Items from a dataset
+ + + + +

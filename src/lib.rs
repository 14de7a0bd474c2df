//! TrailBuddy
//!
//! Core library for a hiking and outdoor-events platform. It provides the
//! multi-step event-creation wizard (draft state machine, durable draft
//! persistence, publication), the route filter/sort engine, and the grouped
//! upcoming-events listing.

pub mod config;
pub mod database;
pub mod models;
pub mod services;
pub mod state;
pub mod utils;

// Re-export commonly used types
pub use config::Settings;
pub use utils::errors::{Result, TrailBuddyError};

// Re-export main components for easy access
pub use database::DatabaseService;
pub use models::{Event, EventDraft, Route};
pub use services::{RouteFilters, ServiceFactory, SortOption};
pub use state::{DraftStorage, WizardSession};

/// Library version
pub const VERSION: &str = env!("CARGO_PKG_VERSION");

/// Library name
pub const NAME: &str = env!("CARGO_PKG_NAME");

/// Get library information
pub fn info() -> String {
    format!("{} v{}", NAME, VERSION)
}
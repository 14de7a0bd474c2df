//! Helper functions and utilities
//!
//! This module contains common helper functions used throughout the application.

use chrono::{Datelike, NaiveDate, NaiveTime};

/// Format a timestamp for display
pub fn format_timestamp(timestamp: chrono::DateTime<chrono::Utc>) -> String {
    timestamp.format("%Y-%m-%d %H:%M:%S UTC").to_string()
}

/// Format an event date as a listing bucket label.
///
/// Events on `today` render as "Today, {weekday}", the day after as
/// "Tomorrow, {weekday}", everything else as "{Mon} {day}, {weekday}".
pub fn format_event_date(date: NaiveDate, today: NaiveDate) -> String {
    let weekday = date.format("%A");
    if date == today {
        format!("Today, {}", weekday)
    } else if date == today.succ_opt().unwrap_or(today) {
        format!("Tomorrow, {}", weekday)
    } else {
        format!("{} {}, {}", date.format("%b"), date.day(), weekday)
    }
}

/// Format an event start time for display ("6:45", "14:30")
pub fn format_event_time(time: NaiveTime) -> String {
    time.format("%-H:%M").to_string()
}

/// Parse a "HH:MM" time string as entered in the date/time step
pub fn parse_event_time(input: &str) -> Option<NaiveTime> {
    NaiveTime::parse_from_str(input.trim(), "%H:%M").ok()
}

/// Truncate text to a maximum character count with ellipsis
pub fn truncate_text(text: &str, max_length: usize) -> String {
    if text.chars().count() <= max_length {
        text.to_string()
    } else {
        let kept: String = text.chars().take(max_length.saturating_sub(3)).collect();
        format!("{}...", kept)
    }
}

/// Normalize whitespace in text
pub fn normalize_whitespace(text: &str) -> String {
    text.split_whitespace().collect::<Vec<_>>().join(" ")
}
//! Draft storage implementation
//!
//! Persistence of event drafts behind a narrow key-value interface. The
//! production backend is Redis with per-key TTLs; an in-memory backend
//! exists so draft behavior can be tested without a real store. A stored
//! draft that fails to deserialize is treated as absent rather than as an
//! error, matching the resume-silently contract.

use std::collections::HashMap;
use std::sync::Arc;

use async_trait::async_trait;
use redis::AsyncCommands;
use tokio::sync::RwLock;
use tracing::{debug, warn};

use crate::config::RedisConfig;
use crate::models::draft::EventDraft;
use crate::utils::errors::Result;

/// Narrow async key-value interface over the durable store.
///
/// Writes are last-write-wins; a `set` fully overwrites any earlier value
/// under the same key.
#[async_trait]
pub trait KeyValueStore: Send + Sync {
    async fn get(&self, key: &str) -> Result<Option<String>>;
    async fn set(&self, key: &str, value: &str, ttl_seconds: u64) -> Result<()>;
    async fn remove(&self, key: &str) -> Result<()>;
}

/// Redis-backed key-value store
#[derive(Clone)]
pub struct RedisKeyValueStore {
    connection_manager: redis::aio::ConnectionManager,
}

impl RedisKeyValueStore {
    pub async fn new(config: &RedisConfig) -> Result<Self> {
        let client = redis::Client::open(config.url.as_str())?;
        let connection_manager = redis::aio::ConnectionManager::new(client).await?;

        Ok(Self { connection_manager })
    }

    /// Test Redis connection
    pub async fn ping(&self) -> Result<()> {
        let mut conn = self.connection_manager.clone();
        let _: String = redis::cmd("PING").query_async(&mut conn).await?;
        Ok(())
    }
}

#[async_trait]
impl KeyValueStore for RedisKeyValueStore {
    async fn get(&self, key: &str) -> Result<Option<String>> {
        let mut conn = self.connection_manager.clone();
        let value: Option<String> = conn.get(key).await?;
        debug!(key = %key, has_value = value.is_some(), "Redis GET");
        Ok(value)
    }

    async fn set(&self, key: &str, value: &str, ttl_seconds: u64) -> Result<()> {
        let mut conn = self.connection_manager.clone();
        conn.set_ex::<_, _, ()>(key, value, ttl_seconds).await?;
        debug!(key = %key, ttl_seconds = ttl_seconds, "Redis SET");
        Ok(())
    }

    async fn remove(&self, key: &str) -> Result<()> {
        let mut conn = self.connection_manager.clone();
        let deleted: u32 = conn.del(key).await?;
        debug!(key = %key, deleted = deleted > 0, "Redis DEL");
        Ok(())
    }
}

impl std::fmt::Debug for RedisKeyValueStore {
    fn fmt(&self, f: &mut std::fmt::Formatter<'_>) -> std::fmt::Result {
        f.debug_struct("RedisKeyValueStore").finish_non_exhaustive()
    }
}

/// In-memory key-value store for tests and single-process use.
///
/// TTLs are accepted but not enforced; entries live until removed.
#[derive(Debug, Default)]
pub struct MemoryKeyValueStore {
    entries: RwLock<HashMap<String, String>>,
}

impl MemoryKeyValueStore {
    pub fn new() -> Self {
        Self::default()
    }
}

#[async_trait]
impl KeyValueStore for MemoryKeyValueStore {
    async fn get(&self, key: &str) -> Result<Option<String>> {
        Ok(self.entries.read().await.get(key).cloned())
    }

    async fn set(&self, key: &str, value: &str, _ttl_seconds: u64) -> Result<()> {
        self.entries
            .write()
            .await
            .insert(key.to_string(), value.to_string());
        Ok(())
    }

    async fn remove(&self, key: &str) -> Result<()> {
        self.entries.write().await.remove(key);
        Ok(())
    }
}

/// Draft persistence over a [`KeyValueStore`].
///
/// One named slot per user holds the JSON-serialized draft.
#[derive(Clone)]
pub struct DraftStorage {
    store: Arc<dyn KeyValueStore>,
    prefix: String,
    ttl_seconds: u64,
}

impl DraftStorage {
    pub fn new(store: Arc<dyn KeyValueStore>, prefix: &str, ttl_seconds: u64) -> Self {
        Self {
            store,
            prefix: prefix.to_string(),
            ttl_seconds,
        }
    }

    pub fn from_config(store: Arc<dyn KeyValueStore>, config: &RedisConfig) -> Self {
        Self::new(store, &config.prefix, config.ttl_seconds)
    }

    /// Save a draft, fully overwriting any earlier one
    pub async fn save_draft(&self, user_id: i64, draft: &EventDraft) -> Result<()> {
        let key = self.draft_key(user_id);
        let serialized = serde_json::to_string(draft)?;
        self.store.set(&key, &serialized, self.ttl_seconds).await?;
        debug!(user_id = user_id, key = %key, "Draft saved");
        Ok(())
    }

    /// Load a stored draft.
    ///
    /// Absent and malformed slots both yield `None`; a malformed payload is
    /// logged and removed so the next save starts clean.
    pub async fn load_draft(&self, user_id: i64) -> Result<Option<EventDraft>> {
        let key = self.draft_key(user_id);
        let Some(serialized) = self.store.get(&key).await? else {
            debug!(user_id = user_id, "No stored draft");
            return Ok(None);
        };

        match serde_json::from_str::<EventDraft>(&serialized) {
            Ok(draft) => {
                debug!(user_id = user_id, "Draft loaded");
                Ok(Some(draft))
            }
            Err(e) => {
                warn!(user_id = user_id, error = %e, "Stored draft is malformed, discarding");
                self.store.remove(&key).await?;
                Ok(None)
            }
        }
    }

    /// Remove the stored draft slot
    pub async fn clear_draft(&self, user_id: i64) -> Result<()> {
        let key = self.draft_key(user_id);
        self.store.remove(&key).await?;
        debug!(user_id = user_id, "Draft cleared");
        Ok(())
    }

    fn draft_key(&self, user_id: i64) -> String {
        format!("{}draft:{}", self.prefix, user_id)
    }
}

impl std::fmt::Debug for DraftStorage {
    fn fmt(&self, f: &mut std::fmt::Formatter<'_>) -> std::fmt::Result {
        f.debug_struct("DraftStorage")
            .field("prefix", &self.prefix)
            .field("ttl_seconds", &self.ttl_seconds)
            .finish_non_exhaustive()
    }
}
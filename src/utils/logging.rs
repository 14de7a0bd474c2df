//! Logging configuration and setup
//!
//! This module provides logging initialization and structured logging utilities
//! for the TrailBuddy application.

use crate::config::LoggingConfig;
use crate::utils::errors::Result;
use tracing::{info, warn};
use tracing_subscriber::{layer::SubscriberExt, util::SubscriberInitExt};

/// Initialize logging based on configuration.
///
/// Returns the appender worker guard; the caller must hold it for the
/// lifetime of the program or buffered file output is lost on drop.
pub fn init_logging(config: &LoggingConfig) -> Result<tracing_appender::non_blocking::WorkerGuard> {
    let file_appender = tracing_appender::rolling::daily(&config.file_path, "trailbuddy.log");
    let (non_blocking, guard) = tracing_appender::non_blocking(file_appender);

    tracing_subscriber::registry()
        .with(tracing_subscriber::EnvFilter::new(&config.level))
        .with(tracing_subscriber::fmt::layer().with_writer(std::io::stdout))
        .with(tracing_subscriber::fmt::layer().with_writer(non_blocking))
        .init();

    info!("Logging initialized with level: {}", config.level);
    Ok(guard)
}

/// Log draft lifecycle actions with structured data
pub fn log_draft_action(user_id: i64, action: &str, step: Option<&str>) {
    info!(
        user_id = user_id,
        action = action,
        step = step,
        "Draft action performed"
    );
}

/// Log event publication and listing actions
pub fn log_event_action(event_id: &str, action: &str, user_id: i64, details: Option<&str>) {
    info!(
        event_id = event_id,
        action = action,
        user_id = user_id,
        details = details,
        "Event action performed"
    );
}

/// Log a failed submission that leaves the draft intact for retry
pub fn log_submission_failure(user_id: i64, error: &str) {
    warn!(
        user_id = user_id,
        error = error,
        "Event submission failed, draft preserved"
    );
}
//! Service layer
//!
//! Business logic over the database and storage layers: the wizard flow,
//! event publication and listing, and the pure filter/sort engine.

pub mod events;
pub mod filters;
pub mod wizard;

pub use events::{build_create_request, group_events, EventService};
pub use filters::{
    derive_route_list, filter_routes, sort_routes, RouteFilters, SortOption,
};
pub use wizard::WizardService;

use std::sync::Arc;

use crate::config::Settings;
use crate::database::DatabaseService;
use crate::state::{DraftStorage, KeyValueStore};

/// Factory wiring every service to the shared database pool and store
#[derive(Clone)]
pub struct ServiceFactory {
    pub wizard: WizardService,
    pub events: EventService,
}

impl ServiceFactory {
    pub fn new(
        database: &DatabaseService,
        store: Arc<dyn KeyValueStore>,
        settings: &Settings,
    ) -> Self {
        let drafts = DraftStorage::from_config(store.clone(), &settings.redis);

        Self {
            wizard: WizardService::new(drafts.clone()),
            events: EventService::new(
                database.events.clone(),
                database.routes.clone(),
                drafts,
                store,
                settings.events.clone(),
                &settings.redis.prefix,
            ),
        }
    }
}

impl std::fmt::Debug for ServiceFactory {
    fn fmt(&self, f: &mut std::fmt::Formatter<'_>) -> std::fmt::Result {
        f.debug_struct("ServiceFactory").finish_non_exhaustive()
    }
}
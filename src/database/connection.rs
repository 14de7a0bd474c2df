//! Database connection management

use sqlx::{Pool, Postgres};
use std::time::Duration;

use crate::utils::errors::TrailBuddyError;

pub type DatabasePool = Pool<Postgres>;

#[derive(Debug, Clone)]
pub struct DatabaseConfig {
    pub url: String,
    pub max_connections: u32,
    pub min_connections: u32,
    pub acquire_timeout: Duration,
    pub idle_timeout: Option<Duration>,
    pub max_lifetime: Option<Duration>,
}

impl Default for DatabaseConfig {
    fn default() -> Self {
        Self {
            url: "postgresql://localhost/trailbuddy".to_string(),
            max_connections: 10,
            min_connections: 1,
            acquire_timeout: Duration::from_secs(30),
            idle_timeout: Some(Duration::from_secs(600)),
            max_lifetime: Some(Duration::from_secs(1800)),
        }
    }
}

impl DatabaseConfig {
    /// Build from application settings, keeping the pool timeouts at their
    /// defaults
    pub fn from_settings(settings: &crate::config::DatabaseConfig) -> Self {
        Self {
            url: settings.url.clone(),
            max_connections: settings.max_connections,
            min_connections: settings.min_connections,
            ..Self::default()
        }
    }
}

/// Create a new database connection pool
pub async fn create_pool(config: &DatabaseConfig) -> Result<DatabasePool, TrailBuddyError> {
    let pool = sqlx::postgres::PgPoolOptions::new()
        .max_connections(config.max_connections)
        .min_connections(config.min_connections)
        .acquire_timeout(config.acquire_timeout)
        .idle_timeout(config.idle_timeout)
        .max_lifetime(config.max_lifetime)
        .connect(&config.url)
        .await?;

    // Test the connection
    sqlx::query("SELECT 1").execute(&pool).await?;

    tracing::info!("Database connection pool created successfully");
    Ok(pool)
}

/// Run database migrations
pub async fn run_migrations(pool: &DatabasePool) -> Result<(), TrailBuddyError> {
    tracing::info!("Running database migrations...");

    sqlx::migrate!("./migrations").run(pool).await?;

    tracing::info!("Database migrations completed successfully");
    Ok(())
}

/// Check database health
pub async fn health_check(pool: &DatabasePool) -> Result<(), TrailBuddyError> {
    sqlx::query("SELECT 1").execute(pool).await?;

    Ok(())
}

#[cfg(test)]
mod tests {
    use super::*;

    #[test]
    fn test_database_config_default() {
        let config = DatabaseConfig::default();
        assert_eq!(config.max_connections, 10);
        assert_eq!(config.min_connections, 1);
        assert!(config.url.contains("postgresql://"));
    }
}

+ + + + +

• _Assigned task_
Above are the entries. Output exactly the lines beginning with the line that has "pub fn format_event_time(time: NaiveTime)" and ending with the line that has "whitespace in text".

• _Output of the task_
pub fn format_event_time(time: NaiveTime) -> String {
    time.format("%-H:%M").to_string()
}

/// Parse a "HH:MM" time string as entered in the date/time step
pub fn parse_event_time(input: &str) -> Option<NaiveTime> {
    NaiveTime::parse_from_str(input.trim(), "%H:%M").ok()
}

/// Truncate text to a maximum character count with ellipsis
pub fn truncate_text(text: &str, max_length: usize) -> String {
    if text.chars().count() <= max_length {
        text.to_string()
    } else {
        let kept: String = text.chars().take(max_length.saturating_sub(3)).collect();
        format!("{}...", kept)
    }
}

/// Normalize whitespace in text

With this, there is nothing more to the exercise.